YOUR TASK
Starting at the top of the records, output every line through the one that contains "pub fn builder(line: impl", keeping each exactly as it appears.

THE DATA section start

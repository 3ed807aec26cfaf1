//! The outcome of one command invocation

use crate::command::Environment;
use crate::options::Options;
use crate::process::ExitStatus;
use serde::{Deserialize, Serialize};
use std::borrow::Cow;
use std::fmt;
use std::time::Duration;

/// Immutable record of a single invocation
///
/// Built once by a backend when the invocation reaches a terminal state.
/// `executed == false` means the command could not be found or launched at
/// all, which is distinct from a command that ran and failed.
#[derive(Debug, Clone, PartialEq, Eq, Serialize, Deserialize)]
pub struct Message {
    process_id: Option<u32>,
    exit_code: Option<i32>,
    finished: bool,
    time: Duration,
    env: Environment,
    options: Options,
    stdout: Vec<u8>,
    stderr: Vec<u8>,
    line: String,
    executed: bool,
    status: Option<ExitStatus>,
}

impl Message {
    /// Start building a message for the given command line
    pub fn builder(line: impl Into<String>) -> MessageBuilder {
        MessageBuilder(Message {
            process_id: None,
            exit_code: None,
            finished: true,
            time: Duration::ZERO,
            env: Environment::new(),
            options: Options::default(),
            stdout: Vec::new(),
            stderr: Vec::new(),
            line: line.into(),
            executed: true,
            status: None,
        })
    }

    /// A message for a command that could not be found or launched
    pub fn no_such_command(
        line: impl Into<String>,
        env: Environment,
        options: Options,
    ) -> Self {
        Self::builder(line)
            .env(env)
            .options(options)
            .executed(false)
            .build()
    }

    /// Process id, if a process was actually launched
    pub fn process_id(&self) -> Option<u32> {
        self.process_id
    }

    /// Exit code, if the process exited normally
    pub fn exit_code(&self) -> Option<i32> {
        self.exit_code
    }

    /// True once the process has terminated
    pub fn is_finished(&self) -> bool {
        self.finished
    }

    /// Wall-clock time between launch and termination
    pub fn time(&self) -> Duration {
        self.time
    }

    /// Environment variables passed to the child
    pub fn env(&self) -> &Environment {
        &self.env
    }

    /// The residual options used for the invocation
    pub fn options(&self) -> &Options {
        &self.options
    }

    /// Captured standard output
    pub fn stdout(&self) -> &[u8] {
        &self.stdout
    }

    /// Captured standard error
    pub fn stderr(&self) -> &[u8] {
        &self.stderr
    }

    /// Standard output decoded as UTF-8, replacing invalid sequences
    pub fn stdout_lossy(&self) -> Cow<'_, str> {
        String::from_utf8_lossy(&self.stdout)
    }

    /// Standard error decoded as UTF-8, replacing invalid sequences
    pub fn stderr_lossy(&self) -> Cow<'_, str> {
        String::from_utf8_lossy(&self.stderr)
    }

    /// The command line that was, or would have been, executed
    pub fn line(&self) -> &str {
        &self.line
    }

    /// False if the command could not be found or launched
    pub fn is_executed(&self) -> bool {
        self.executed
    }

    /// True if the command could not be found or launched
    pub fn no_command(&self) -> bool {
        !self.executed
    }

    /// Raw platform exit information
    pub fn status(&self) -> Option<ExitStatus> {
        self.status
    }

    /// True if the command ran and exited with code 0
    pub fn is_success(&self) -> bool {
        self.executed && self.exit_code == Some(0)
    }

    /// True if the process exited normally (not through a signal)
    pub fn exited(&self) -> bool {
        self.status.is_some_and(|status| status.code.is_some())
    }

    /// True if the process was terminated by a signal
    pub fn signaled(&self) -> bool {
        self.status.is_some_and(|status| status.terminated_by_signal())
    }

    /// The signal that terminated the process, if any
    pub fn term_signal(&self) -> Option<i32> {
        self.status.and_then(|status| status.signal)
    }
}

/// Renders the captured standard output
impl fmt::Display for Message {
    fn fmt(&self, f: &mut fmt::Formatter<'_>) -> fmt::Result {
        f.write_str(&self.stdout_lossy())
    }
}

/// Builder used by backends to assemble a [`Message`]
#[derive(Debug)]
pub struct MessageBuilder(Message);

impl MessageBuilder {
    /// Set the process id
    pub fn process_id(mut self, pid: u32) -> Self {
        self.0.process_id = Some(pid);
        self
    }

    /// Set the raw exit status; also fills in the exit code
    pub fn status(mut self, status: ExitStatus) -> Self {
        self.0.exit_code = status.code;
        self.0.status = Some(status);
        self
    }

    /// Set the exit code without a raw status
    pub fn exit_code(mut self, code: i32) -> Self {
        self.0.exit_code = Some(code);
        self
    }

    /// Set the elapsed time
    pub fn time(mut self, time: Duration) -> Self {
        self.0.time = time;
        self
    }

    /// Set the environment used
    pub fn env(mut self, env: Environment) -> Self {
        self.0.env = env;
        self
    }

    /// Set the residual options used
    pub fn options(mut self, options: Options) -> Self {
        self.0.options = options;
        self
    }

    /// Set the captured standard output
    pub fn stdout(mut self, stdout: impl Into<Vec<u8>>) -> Self {
        self.0.stdout = stdout.into();
        self
    }

    /// Set the captured standard error
    pub fn stderr(mut self, stderr: impl Into<Vec<u8>>) -> Self {
        self.0.stderr = stderr.into();
        self
    }

    /// Mark whether the command was executed at all
    pub fn executed(mut self, executed: bool) -> Self {
        self.0.executed = executed;
        self
    }

    /// Finish the message
    pub fn build(self) -> Message {
        self.0
    }
}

THE DATA section end

RESPONSE AREA
repository 3ed807aec26cfaf1
//! The outcome of one command invocation

use crate::command::Environment;
use crate::options::Options;
use crate::process::ExitStatus;
use serde::{Deserialize, Serialize};
use std::borrow::Cow;
use std::fmt;
use std::time::Duration;

/// Immutable record of a single invocation
///
/// Built once by a backend when the invocation reaches a terminal state.
/// `executed == false` means the command could not be found or launched at
/// all, which is distinct from a command that ran and failed.
#[derive(Debug, Clone, PartialEq, Eq, Serialize, Deserialize)]
pub struct Message {
    process_id: Option<u32>,
    exit_code: Option<i32>,
    finished: bool,
    time: Duration,
    env: Environment,
    options: Options,
    stdout: Vec<u8>,
    stderr: Vec<u8>,
    line: String,
    executed: bool,
    status: Option<ExitStatus>,
}

impl Message {
    /// Start building a message for the given command line
    pub fn builder(line: impl Into<String>) -> MessageBuilder {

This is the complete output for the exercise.